Commuters at an empty German train station, Source: Depositphotos

New railway strike to sweep over Germany

New railway strike to sweep over Germany

It starts on Wednesday and will be the longest in the history of the country

The German railway sector has entered a true chronic crisis phase with the announcement that GDL, the trade union representing train workers, is calling a 6-day strike starting on Wednesday, 24 January, at 2 am in the morning. Effectively, this means that most of the train services in the country will be disrupted until the end of this week. According to Deutsche Bahn (DB) only about 1 in 5 of scheduled long-distance, and many regional, services will be able to depart.

The new industrial action comes hot on the heels of another railway strike that took place earlier this month and will be the third such labour protest in the German sector in less than two months. What’s more, the length of the announced strike means that if it goes on for the entire period, it will be the longest in Deutsche Bahn’s history.

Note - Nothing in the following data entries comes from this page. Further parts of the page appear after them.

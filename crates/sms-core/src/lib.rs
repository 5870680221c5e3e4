//! # SMS Core
//!
//! Core traits and types shared by the voipms-notify crates.
//!
//! This crate provides the building blocks for outbound notifications:
//! - [`SmsClient`] trait for sending text and picture messages
//! - [`ActionHandler`] trait and [`ActionRegistry`] for host-invoked actions
//! - Common types for requests, responses, and errors
//!
//! ## Example
//!
//! ```rust,ignore
//! use sms_core::{SendRequest, SmsClient};
//!
//! // Any gateway implements SmsClient
//! let response = client
//!     .send_text(SendRequest::text("9876543210", "Front door opened"))
//!     .await?;
//! ```

use async_trait::async_trait;
use serde::Serialize;
use std::collections::HashMap;
use std::path::{Path, PathBuf};
use std::sync::Arc;
use uuid::Uuid;

/// Errors that can occur during a send
#[derive(Debug, thiserror::Error)]
pub enum SmsError {
    /// Required field missing or empty
    #[error("invalid request: {0}")]
    InvalidRequest(String),
    /// Picture message references a path that does not exist
    #[error("image file not found: {}", .0.display())]
    FileNotFound(PathBuf),
    /// Image file exists but could not be read
    #[error("io error: {0}")]
    Io(String),
    /// Network, DNS or timeout failure talking to the gateway
    #[error("transport error: {0}")]
    Transport(String),
    /// Gateway answered but did not accept the message
    #[error("provider failure (HTTP {status}): {body}")]
    ProviderFailure { status: u16, body: String },
    /// Unexpected error occurred
    #[error("unexpected: {0}")]
    Unexpected(String),
}

/// Result of one send attempt.
pub type Outcome = Result<SendResponse, SmsError>;

#[derive(Debug, Clone, Serialize)]
pub struct SendRequest<'a> {
    pub recipient: &'a str,
    pub message: &'a str,
    pub image_path: Option<&'a Path>,
}

impl<'a> SendRequest<'a> {
    pub fn text(recipient: &'a str, message: &'a str) -> Self {
        Self {
            recipient,
            message,
            image_path: None,
        }
    }

    pub fn picture(recipient: &'a str, message: &'a str, image_path: &'a Path) -> Self {
        Self {
            recipient,
            message,
            image_path: Some(image_path),
        }
    }

    /// Checks the fields every message needs.
    pub fn validate_text(&self) -> Result<(), SmsError> {
        if self.recipient.is_empty() || self.message.is_empty() {
            return Err(SmsError::InvalidRequest(
                "recipient and message must be provided".into(),
            ));
        }
        Ok(())
    }

    /// Checks the text fields plus a non-empty image path, returning the path.
    pub fn validate_picture(&self) -> Result<&'a Path, SmsError> {
        let path = self
            .image_path
            .filter(|p| !p.as_os_str().is_empty())
            .ok_or_else(|| {
                SmsError::InvalidRequest(
                    "recipient, message and image path must be provided".into(),
                )
            })?;
        if self.recipient.is_empty() || self.message.is_empty() {
            return Err(SmsError::InvalidRequest(
                "recipient, message and image path must be provided".into(),
            ));
        }
        Ok(path)
    }
}

#[derive(Debug, Clone, Serialize)]
pub struct SendResponse {
    pub id: String,
    /// Name of the gateway that produced the response, e.g. "voipms".
    pub provider: &'static str,
    /// Raw provider payload for debugging / audit.
    pub raw: serde_json::Value,
}

/// Status and body of one gateway round-trip.
#[derive(Debug, Clone, PartialEq, Eq)]
pub struct GatewayResponse {
    pub status: u16,
    pub body: String,
}

impl GatewayResponse {
    pub fn new(status: u16, body: impl Into<String>) -> Self {
        Self {
            status,
            body: body.into(),
        }
    }

    /// Body parsed as JSON, or `{"raw": body}` when it is not JSON.
    pub fn json(&self) -> serde_json::Value {
        serde_json::from_str(&self.body).unwrap_or_else(|_| serde_json::json!({ "raw": self.body }))
    }
}

#[async_trait]
pub trait SmsClient: Send + Sync {
    /// Stable provider key, e.g. "voipms".
    fn provider(&self) -> &'static str;

    /// Send a single text message.
    async fn send_text(&self, req: SendRequest<'_>) -> Outcome;

    /// Send a single picture message with one attached image.
    async fn send_picture(&self, req: SendRequest<'_>) -> Outcome;
}

/// Utility to create a pseudo id if a provider doesn't return one.
pub fn fallback_id() -> String {
    Uuid::new_v4().to_string()
}

/// One action invocation from the host platform.
#[derive(Debug, Clone, PartialEq)]
pub struct ActionCall {
    pub domain: String,
    pub service: String,
    pub data: serde_json::Map<String, serde_json::Value>,
}

impl ActionCall {
    pub fn new(domain: impl Into<String>, service: impl Into<String>) -> Self {
        Self {
            domain: domain.into(),
            service: service.into(),
            data: serde_json::Map::new(),
        }
    }

    pub fn with_arg(mut self, name: &str, value: impl Into<serde_json::Value>) -> Self {
        self.data.insert(name.to_string(), value.into());
        self
    }

    /// Named string argument. Numbers are rendered as strings since phone
    /// numbers often arrive unquoted.
    pub fn arg(&self, name: &str) -> Option<String> {
        match self.data.get(name)? {
            serde_json::Value::String(s) => Some(s.clone()),
            serde_json::Value::Number(n) => Some(n.to_string()),
            _ => None,
        }
    }
}

/// Handler bound to one host action name.
#[async_trait]
pub trait ActionHandler: Send + Sync {
    /// Action name as registered with the host, e.g. "send_sms".
    fn service(&self) -> &'static str;

    async fn handle(&self, call: &ActionCall) -> Outcome;
}

/// Runtime registry so the host adapter can look up handlers by action name.
#[derive(Default, Clone)]
pub struct ActionRegistry {
    map: Arc<HashMap<&'static str, Arc<dyn ActionHandler>>>,
}

impl ActionRegistry {
    pub fn new() -> Self {
        Self {
            map: Arc::new(HashMap::new()),
        }
    }

    pub fn with(mut self, handler: Arc<dyn ActionHandler>) -> Self {
        let mut m = (*self.map).clone();
        m.insert(handler.service(), handler);
        self.map = Arc::new(m);
        self
    }

    pub fn get(&self, service: &str) -> Option<Arc<dyn ActionHandler>> {
        self.map.get(service).cloned()
    }

    pub fn services(&self) -> Vec<&'static str> {
        let mut names: Vec<_> = self.map.keys().copied().collect();
        names.sort_unstable();
        names
    }
}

The strike will also include cargo trains and their services will be disrupted even earlier – from Tuesday, 23 January, at 6 pm. The previous record set by a railway strike in Germany was five days in 2015.

Threat to German mobility and economy

“What is coming now will be more powerful, longer and harder for customers” than the walkouts so far, declared the GDL's chairman earlier this month, according to Euronews. And indeed, this threat is now coming to fruition as the dispute between the company and the workers has become an issue that is of concern to a large chunk of the German society that relies on regular services for their commuting needs.

GDL stated that they have rejected the third offer made by DB as, according to them, it was confrontational and showed no desire to reach an agreement. Railway workers are demanding a raise of 555 euros per month plus a one-time payment of up to 3,000 euros to counter inflation. DB has offered an 11 percent raise.

The scope of the announced strike can also present a veritable threat to the German economy, which is already in recession and has been affected by the shipping disruptions caused by the Houthi attacks in the Red Sea.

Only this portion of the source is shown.